Тот, иронически поблескивая глазами, хихикал:
— Утонченности нету, похерили во зле.
Разговор скакал, как блохи на морозе, как это часто бывает меж разношерстными людьми, да к тому же — при расставании.
— Порядочно тебя, дядя, помяли! — сказал Дударев Ступе.
Тот подмигнул сорочьим глазом:
— Порядочно… кха-кха… попотели на ниве. Зато повидал всевозможные картинки.
— Давно шатаешься? — взглянул на него Яков.
— Стаж велик. Ветеран движенья. Должна отобразить литература.
— А ты что, плотник?
Сощуренный глаз Ступы вспыхнул огоньком — не то людским, не то звериным:
— Все могем…
Красный, распаренный и по виду счастливый, вошел Бобылев, сразу же вытащивший из сумки бутылку коньяка.
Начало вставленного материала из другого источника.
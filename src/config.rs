use std::collections::HashMap;
use std::fs;
use std::path::Path;
use std::str::FromStr;

use serde::Deserialize;

use crate::error::{Error, Result};

/// Prefix the driver lookups are resolved against, as in `ns:Driver`.
pub const NAMESPACE_PREFIX: &str = "ns";

/// Ergast can be very slow for older seasons, so the timeout is generous.
pub const DEFAULT_TIMEOUT_SECS: u64 = 1000;

/// What to do with a `Driver` entry that is missing a required field.
#[derive(Deserialize, Debug, Clone, Copy, PartialEq, Eq)]
#[serde(rename_all = "lowercase")]
pub enum ExtractionPolicy {
    /// The whole run fails on the first malformed entry.
    Abort,
    /// The entry is logged and left out; the rest of the season is kept.
    Skip,
}

impl Default for ExtractionPolicy {
    fn default() -> Self {
        ExtractionPolicy::Abort
    }
}

impl FromStr for ExtractionPolicy {
    type Err = Error;

    fn from_str(s: &str) -> Result<Self> {
        match s.to_lowercase().as_ref() {
            "abort" => Ok(ExtractionPolicy::Abort),
            "skip" => Ok(ExtractionPolicy::Skip),
            q => Err(Error::Config(format!("Unknown malformed-record policy: '{}'. Expected 'abort' or 'skip'.", q))),
        }
    }
}

fn default_timeout() -> u64 {
    DEFAULT_TIMEOUT_SECS
}

#[derive(Deserialize, Debug, Clone)]
pub struct DriverApiParameters {
    pub min_year: i32,                      // first season fetched
    pub base_url: String,                   // e.g. http://ergast.com/api/f1
    pub tail_url: String,                   // e.g. drivers
    pub namespace: HashMap<String, String>, // prefix -> namespace URI
    #[serde(default = "default_timeout")]
    pub timeout_secs: u64,
    #[serde(default)]
    pub on_malformed: ExtractionPolicy,
}

/// The parameters file; other nodes may keep their own tables alongside ours.
#[derive(Deserialize, Debug)]
struct ParametersFile {
    catalog_info_drivers_api: DriverApiParameters,
}

impl DriverApiParameters {
    /// URI the `Driver` lookups are qualified with.
    pub fn namespace_uri(&self) -> Result<&str> {
        match self.namespace.get(NAMESPACE_PREFIX) {
            Some(uri) if !uri.trim().is_empty() => Ok(uri.trim()),
            Some(_) => Err(Error::Config(format!("Namespace prefix '{}' maps to an empty URI.", NAMESPACE_PREFIX))),
            None => Err(Error::Config(format!("Namespace mapping must contain the prefix '{}'.", NAMESPACE_PREFIX))),
        }
    }

    fn validate(mut self) -> Result<Self> {
        self.namespace_uri()?;

        self.base_url = self.base_url.trim().trim_end_matches('/').to_owned();
        self.tail_url = self.tail_url.trim().trim_start_matches('/').to_owned();

        if self.base_url.is_empty() {
            return Err(Error::Config("base_url must not be empty.".to_owned()));
        }
        if self.tail_url.is_empty() {
            return Err(Error::Config("tail_url must not be empty.".to_owned()));
        }
        if self.timeout_secs == 0 {
            return Err(Error::Config("timeout_secs must be greater than zero.".to_owned()));
        }

        Ok(self)
    }
}

pub fn parse_parameters(text: &str) -> Result<DriverApiParameters> {
    let file: ParametersFile = toml::from_str(text)?;
    file.catalog_info_drivers_api.validate()
}

pub fn load_parameters<P: AsRef<Path>>(path: P) -> Result<DriverApiParameters> {
    let path = path.as_ref();
    let text = fs::read_to_string(path)
        .map_err(|e| Error::Config(format!("Failed to read parameters from {}: {}", path.display(), e)))?;

    parse_parameters(&text)
}

#[cfg(test)]
const SAMPLE: &str = r#"
[catalog_info_drivers_api]
min_year = 1950
base_url = "http://ergast.com/api/f1/"
tail_url = "/drivers"

[catalog_info_drivers_api.namespace]
ns = "http://ergast.com/mrd/1.5"
"#;

#[test]
fn test_parse_parameters_defaults() {
    let params = parse_parameters(SAMPLE).unwrap();

    assert_eq!(params.min_year, 1950);
    assert_eq!(params.base_url, "http://ergast.com/api/f1");
    assert_eq!(params.tail_url, "drivers");
    assert_eq!(params.namespace_uri().unwrap(), "http://ergast.com/mrd/1.5");
    assert_eq!(params.timeout_secs, DEFAULT_TIMEOUT_SECS);
    assert_eq!(params.on_malformed, ExtractionPolicy::Abort);
}

#[test]
fn test_parse_parameters_optional_keys() {
    let text = SAMPLE.replace("tail_url = \"/drivers\"", "tail_url = \"drivers\"\ntimeout_secs = 30\non_malformed = \"skip\"");
    let params = parse_parameters(&text).unwrap();

    assert_eq!(params.timeout_secs, 30);
    assert_eq!(params.on_malformed, ExtractionPolicy::Skip);
}

#[test]
fn test_missing_key_is_fatal() {
    let text = SAMPLE.replace("min_year = 1950\n", "");
    match parse_parameters(&text) {
        Err(Error::ConfigParse(e)) => assert!(e.to_string().contains("min_year")),
        other => panic!("expected a parse error, got {:?}", other),
    }
}

#[test]
fn test_missing_namespace_prefix_is_fatal() {
    let text = SAMPLE.replace("ns = ", "mrd = ");
    assert!(matches!(parse_parameters(&text), Err(Error::Config(_))));
}

#[test]
fn test_policy_from_str() {
    assert_eq!("SKIP".parse::<ExtractionPolicy>().unwrap(), ExtractionPolicy::Skip);
    assert_eq!("abort".parse::<ExtractionPolicy>().unwrap(), ExtractionPolicy::Abort);
    assert!("retry".parse::<ExtractionPolicy>().is_err());
}

#[test]
fn test_load_parameters_missing_file() {
    assert!(matches!(load_parameters("does/not/exist.toml"), Err(Error::Config(_))));
}
use std::io::Read;

use crate::ergast::USER_AGENT;
use crate::error::{Error, Result};

#[derive(Debug, Clone)]
pub struct HttpResponse {
    pub status: u16,
    pub body: Vec<u8>,
}

/// A blocking GET. Non-2xx statuses are responses, not errors; only failures to
/// get any response at all are returned as `Err`.
pub trait Transport {
    fn get(&self, url: &str) -> Result<HttpResponse>;
}

pub struct UreqTransport {
    timeout_millis: u64,
}

impl UreqTransport {
    pub fn new(timeout_secs: u64) -> UreqTransport {
        UreqTransport {
            timeout_millis: timeout_secs.saturating_mul(1000),
        }
    }
}

impl Transport for UreqTransport {
    fn get(&self, url: &str) -> Result<HttpResponse> {
        let response = ureq::get(url)
            .set("User-Agent", USER_AGENT)
            .timeout_connect(self.timeout_millis)
            .timeout_read(self.timeout_millis)
            .call();

        if let Some(error) = response.synthetic_error() {
            return Err(Error::Transport {
                url: url.to_owned(),
                message: error.to_string(),
            });
        }

        let status = response.status();
        let mut body = Vec::new();
        response.into_reader().read_to_end(&mut body).map_err(|e| Error::Transport {
            url: url.to_owned(),
            message: format!("failed reading response body: {}", e),
        })?;

        Ok(HttpResponse { status, body })
    }
}

#[cfg(test)]
fn serve_once(raw_response: &'static str) -> String {
    use std::io::Write;
    use std::net::TcpListener;
    use std::thread;

    let listener = TcpListener::bind("127.0.0.1:0").unwrap();
    let address = listener.local_addr().unwrap();

    thread::spawn(move || {
        let (mut stream, _) = listener.accept().unwrap();
        let mut request = [0u8; 1024];
        let _ = stream.read(&mut request);
        stream.write_all(raw_response.as_bytes()).unwrap();
    });

    format!("http://{}/2020/drivers", address)
}

#[test]
fn test_ureq_transport_returns_error_status() {
    let url = serve_once("HTTP/1.1 500 Internal Server Error\r\nContent-Length: 4\r\nConnection: close\r\n\r\noops");

    let response = UreqTransport::new(5).get(&url).unwrap();
    assert_eq!(response.status, 500);
    assert_eq!(response.body, b"oops".to_vec());
}

#[test]
fn test_ureq_transport_connection_refused() {
    let url = {
        let listener = std::net::TcpListener::bind("127.0.0.1:0").unwrap();
        format!("http://{}/2020/drivers", listener.local_addr().unwrap())
    };

    match UreqTransport::new(5).get(&url) {
        Err(Error::Transport { url: failed, .. }) => assert_eq!(failed, url),
        other => panic!("expected a transport error, got {:?}", other),
    }
}
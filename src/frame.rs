use std::collections::BTreeMap;
use std::fs::File;
use std::path::Path;
use std::sync::Arc;

use arrow::array::{Array, ArrayRef, StringArray};
use arrow::datatypes::{DataType, Field, Schema, SchemaRef};
use arrow::error::ArrowError;
use arrow::record_batch::RecordBatch;
use log::info;
use parquet::arrow::ArrowWriter;

use crate::ergast::DriverRecord;
use crate::error::Result;

lazy_static! {
    /// Column layout of the drivers table. Fixed up front so that an empty
    /// run still produces a frame downstream writers can handle.
    pub static ref DRIVER_SCHEMA: SchemaRef = Arc::new(Schema::new(vec![
        Field::new("driver_id", DataType::Utf8, false),
        Field::new("code", DataType::Utf8, true),
        Field::new("permanent_number", DataType::Utf8, true),
        Field::new("given_name", DataType::Utf8, false),
        Field::new("family_name", DataType::Utf8, false),
        Field::new("date_of_birth", DataType::Utf8, false),
        Field::new("nationality", DataType::Utf8, false),
        Field::new("grid_year", DataType::Utf8, false),
    ]));
}

/// Handle on the frame engine, created by the caller and passed to the
/// ingestion node rather than looked up globally.
#[derive(Debug, Clone)]
pub struct FrameContext {
    name: String,
    schema: SchemaRef,
}

impl FrameContext {
    pub fn new(name: &str) -> FrameContext {
        FrameContext {
            name: name.to_owned(),
            schema: DRIVER_SCHEMA.clone(),
        }
    }

    pub fn name(&self) -> &str {
        &self.name
    }

    pub fn schema(&self) -> SchemaRef {
        self.schema.clone()
    }

    pub fn create_frame(&self, records: &[DriverRecord]) -> Result<RecordBatch> {
        if records.is_empty() {
            return Ok(RecordBatch::new_empty(self.schema()));
        }

        let columns: Vec<ArrayRef> = vec![
            Arc::new(StringArray::from(records.iter().map(|r| r.driver_id.as_str()).collect::<Vec<_>>())),
            Arc::new(StringArray::from(records.iter().map(|r| r.code.as_deref()).collect::<Vec<_>>())),
            Arc::new(StringArray::from(records.iter().map(|r| r.permanent_number.as_deref()).collect::<Vec<_>>())),
            Arc::new(StringArray::from(records.iter().map(|r| r.given_name.as_str()).collect::<Vec<_>>())),
            Arc::new(StringArray::from(records.iter().map(|r| r.family_name.as_str()).collect::<Vec<_>>())),
            Arc::new(StringArray::from(records.iter().map(|r| r.date_of_birth.as_str()).collect::<Vec<_>>())),
            Arc::new(StringArray::from(records.iter().map(|r| r.nationality.as_str()).collect::<Vec<_>>())),
            Arc::new(StringArray::from(records.iter().map(|r| r.grid_year.as_str()).collect::<Vec<_>>())),
        ];

        Ok(RecordBatch::try_new(self.schema(), columns)?)
    }
}

/// Row count per `grid_year`, in season order.
pub fn rows_per_season(frame: &RecordBatch) -> Result<BTreeMap<String, usize>> {
    let column = frame
        .column_by_name("grid_year")
        .and_then(|c| c.as_any().downcast_ref::<StringArray>())
        .ok_or_else(|| ArrowError::SchemaError("frame has no utf8 grid_year column".to_owned()))?;

    let mut counts = BTreeMap::new();
    for i in 0..column.len() {
        if column.is_valid(i) {
            *counts.entry(column.value(i).to_owned()).or_insert(0) += 1;
        }
    }

    Ok(counts)
}

pub fn write_parquet<P: AsRef<Path>>(frame: &RecordBatch, path: P) -> Result<()> {
    let path = path.as_ref();
    let file = File::create(path)?;

    let mut writer = ArrowWriter::try_new(file, frame.schema(), None)?;
    writer.write(frame)?;
    writer.close()?;

    info!("Wrote {} drivers to {}", frame.num_rows(), path.display());
    Ok(())
}

#[cfg(test)]
fn record(driver_id: &str, grid_year: &str, permanent_number: Option<&str>) -> DriverRecord {
    DriverRecord {
        driver_id: driver_id.to_owned(),
        code: None,
        permanent_number: permanent_number.map(|n| n.to_owned()),
        given_name: "Given".to_owned(),
        family_name: "Family".to_owned(),
        date_of_birth: "1970-01-01".to_owned(),
        nationality: "Italian".to_owned(),
        grid_year: grid_year.to_owned(),
    }
}

#[test]
fn test_create_frame() {
    let context = FrameContext::new("test");
    let frame = context
        .create_frame(&[record("ascari", "1952", None), record("ascari", "1953", Some("5"))])
        .unwrap();

    assert_eq!(frame.num_rows(), 2);
    assert_eq!(frame.schema(), *DRIVER_SCHEMA);

    let numbers = frame.column_by_name("permanent_number").unwrap();
    assert!(numbers.is_null(0));
    assert!(numbers.is_valid(1));

    let counts = rows_per_season(&frame).unwrap();
    assert_eq!(counts.get("1952"), Some(&1));
    assert_eq!(counts.get("1953"), Some(&1));
}

#[test]
fn test_create_frame_empty_keeps_schema() {
    let frame = FrameContext::new("test").create_frame(&[]).unwrap();

    assert_eq!(frame.num_rows(), 0);
    assert_eq!(frame.num_columns(), 8);
    assert_eq!(frame.schema(), *DRIVER_SCHEMA);
    assert!(rows_per_season(&frame).unwrap().is_empty());
}

#[test]
fn test_write_parquet() {
    use parquet::arrow::arrow_reader::ParquetRecordBatchReaderBuilder;

    let dir = tempfile::tempdir().unwrap();
    let path = dir.path().join("drivers.parquet");
    let frame = FrameContext::new("test")
        .create_frame(&[record("clark", "1963", None), record("hill", "1963", None), record("clark", "1965", None)])
        .unwrap();

    write_parquet(&frame, &path).unwrap();

    let reader = ParquetRecordBatchReaderBuilder::try_new(File::open(&path).unwrap()).unwrap().build().unwrap();
    let rows: usize = reader.map(|batch| batch.unwrap().num_rows()).sum();
    assert_eq!(rows, 3);
}

#[test]
fn test_write_parquet_empty_frame() {
    let dir = tempfile::tempdir().unwrap();
    let path = dir.path().join("empty.parquet");

    let frame = FrameContext::new("test").create_frame(&[]).unwrap();
    write_parquet(&frame, &path).unwrap();

    assert!(path.exists());
}
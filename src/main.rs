use std::process;

#[macro_use]
extern crate lazy_static;

use clap::{App, Arg, ArgMatches};
use log::{error, info, LevelFilter};

mod config;
use config::{load_parameters, DriverApiParameters, ExtractionPolicy};

mod ergast;
use ergast::seasons::current_year;

mod error;
use error::{Error, Result};

mod frame;
use frame::{rows_per_season, write_parquet, FrameContext};

mod pipeline;
use pipeline::{create_drivers_data, NODE_INPUT, NODE_NAME, NODE_OUTPUT, NODE_TAGS};

mod transport;
use transport::UreqTransport;

#[cfg(test)]
mod testing;

fn command_usage<'a, 'b>() -> App<'a, 'b> {
    const DEFAULT_PARAMETERS: &str = "config/parameters.toml";

    App::new("f1-data-acquisition")
    .author("Matthew Scheffel <matt@dataheck.com>")
    .about("Loads historical Formula 1 driver listings from the Ergast API")
    .arg(
        Arg::with_name("parameters")
            .takes_value(true)
            .help("Location of the pipeline parameters (TOML, table [catalog_info_drivers_api])")
            .default_value(DEFAULT_PARAMETERS)
    )
    .arg(
        Arg::with_name("output")
            .short("o")
            .long("output")
            .takes_value(true)
            .help("Write the drivers table to this Parquet file. Without it, only a summary is printed.")
    )
    .arg(
        Arg::with_name("min-year")
            .long("min-year")
            .takes_value(true)
            .help("First season to fetch, overriding min_year from the parameters")
    )
    .arg(
        Arg::with_name("current-year")
            .long("current-year")
            .takes_value(true)
            .help("Treat this as the current season (exclusive upper bound). Defaults to the calendar year.")
    )
    .arg(
        Arg::with_name("http-timeout")
            .long("http-timeout")
            .takes_value(true)
            .help("HTTP connect and receive timeout in seconds, overriding timeout_secs. Ergast can be very slow.")
    )
    .arg(
        Arg::with_name("on-malformed")
            .long("on-malformed")
            .takes_value(true)
            .possible_values(&["abort", "skip"])
            .help("What to do with a driver entry missing a required field")
    )
    .arg(
        Arg::with_name("verbose")
            .short("v")
            .long("verbose")
            .help("Log every request")
    )
}

fn parse_number<T: std::str::FromStr>(matches: &ArgMatches, name: &str) -> Result<Option<T>> {
    match matches.value_of(name) {
        Some(v) => match v.parse::<T>() {
            Ok(n) => Ok(Some(n)),
            Err(_) => Err(Error::Config(format!("Invalid {} specified: '{}'.", name, v))),
        },
        None => Ok(None),
    }
}

fn apply_overrides(mut params: DriverApiParameters, matches: &ArgMatches) -> Result<DriverApiParameters> {
    if let Some(min_year) = parse_number::<i32>(matches, "min-year")? {
        params.min_year = min_year;
    }
    if let Some(timeout) = parse_number::<u64>(matches, "http-timeout")? {
        if timeout == 0 {
            return Err(Error::Config("http-timeout must be greater than zero.".to_owned()));
        }
        params.timeout_secs = timeout;
    }
    if let Some(policy) = matches.value_of("on-malformed") {
        params.on_malformed = policy.parse::<ExtractionPolicy>()?;
    }

    Ok(params)
}

fn run(matches: &ArgMatches) -> Result<()> {
    let parameters_path = matches.value_of("parameters").unwrap_or("config/parameters.toml");
    let params = apply_overrides(load_parameters(parameters_path)?, matches)?;
    let until_year = parse_number::<i32>(matches, "current-year")?.unwrap_or_else(current_year);

    info!("Running node {} [{}]: {} -> {}", NODE_NAME, NODE_TAGS.join(", "), NODE_INPUT, NODE_OUTPUT);

    let context = FrameContext::new(NODE_NAME);
    let transport = UreqTransport::new(params.timeout_secs);
    let frame = create_drivers_data(&params, &context, &transport, until_year)?;

    match matches.value_of("output") {
        Some(path) => write_parquet(&frame, path)?,
        None => {
            let seasons = rows_per_season(&frame)?;
            println!("{} drivers across {} seasons.", frame.num_rows(), seasons.len());
            for (season, count) in seasons {
                println!("{}: {}", season, count);
            }
        }
    }

    Ok(())
}

fn main() {
    let matches = command_usage().get_matches();

    let level = if matches.is_present("verbose") { LevelFilter::Debug } else { LevelFilter::Info };
    env_logger::Builder::new()
        .filter_level(level)
        .parse_default_env()
        .init();

    if let Err(e) = run(&matches) {
        error!("{}", e);
        process::exit(1);
    }
}

#[test]
fn test_apply_overrides() {
    let params = config::parse_parameters(
        "[catalog_info_drivers_api]\nmin_year = 1950\nbase_url = \"b\"\ntail_url = \"t\"\n[catalog_info_drivers_api.namespace]\nns = \"urn:x\"\n",
    )
    .unwrap();
    let matches = command_usage().get_matches_from(vec![
        "f1-data-acquisition", "params.toml", "--min-year", "2000", "--http-timeout", "60", "--on-malformed", "skip",
    ]);

    let params = apply_overrides(params, &matches).unwrap();
    assert_eq!(params.min_year, 2000);
    assert_eq!(params.timeout_secs, 60);
    assert_eq!(params.on_malformed, ExtractionPolicy::Skip);
}

#[test]
fn test_invalid_year_override() {
    let matches = command_usage().get_matches_from(vec!["f1-data-acquisition", "--current-year", "next"]);
    assert!(matches!(parse_number::<i32>(&matches, "current-year"), Err(Error::Config(_))));
}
— Ты без женки? — спросил он Дударева.
— Занятая… ей некогда, — соврал Дударев, отводя в сторону глаза, чтобы скрыть сконфуженность; Евдокия же заявила ему, что она не поедет «лакать водку в свинюшнике общего житья».
— Тем и лучше, — сказал Бобылев, отчего-то приходя в состояние возбуждения, — бабы опутывают. Хоть покалякаем по душам.
— Это верно, — подтвердил Дударев.
— Волос-то, Трофим, на голове уже маловато, — поддел его Бобылев.
— Ты, гляди, сам вовсе без зубов останешься! — со злостью вдруг крикнул Дударев, опрокинув в рот рюмку. Он снова, поприщурясь, взглянул на Ступу — чем-то он ему не нравился. — Мало, соколик, объяснил про себя. Мы люди степенные, основательные, проверенные, как бы сказать, родня. Потому должны знать новые кадры в деталях.
— Пошел на… — огрызнулся Ступа.
— Имей в виду, — заметил с величавым спокойствием Бобылев, — нецензурованный язык мы скореняем. Говори: где трудился?
— Ходили по Ельнинскому району.
— А где кореша? — спросил Шуйкин.
— Рассеялись. Обабились. Какой тут кругом на-арод? — взвыл Ступа. — Мелкота сивопузая.
— Чем же, интересуются, тебе не нравится здешний народ? — прикопался к нему Бобылев.
— Ты, можа, человек?
— Не шали, Ступа! Мы шалости не терпим, — предупредил Бобылев.
— Да брось! Баба ты, а не мужик. И все вы — бабы.
— А ты сам откуда? — поинтересовался Яков.
— Из Закарпатья.
— Из какой вообче-то прослойки? — не унимался Бобылев.
Ступа не ответил, и разговор пошел про другое.
Явился бойкой, развязной походкой человек лет пятидесяти, толстый, с круглым, слегка попорченным оспой лицом, в белой нейлоновой рубашке и красных подтяжках. Он всем свойски подмигивал круглыми, быстро вращающимися глазами. Это был тоже член их бригады Мухин, давно уже болтающийся по шабайству, три раза разведенный и как бы несущий в своем облике отпечаток такой жизни.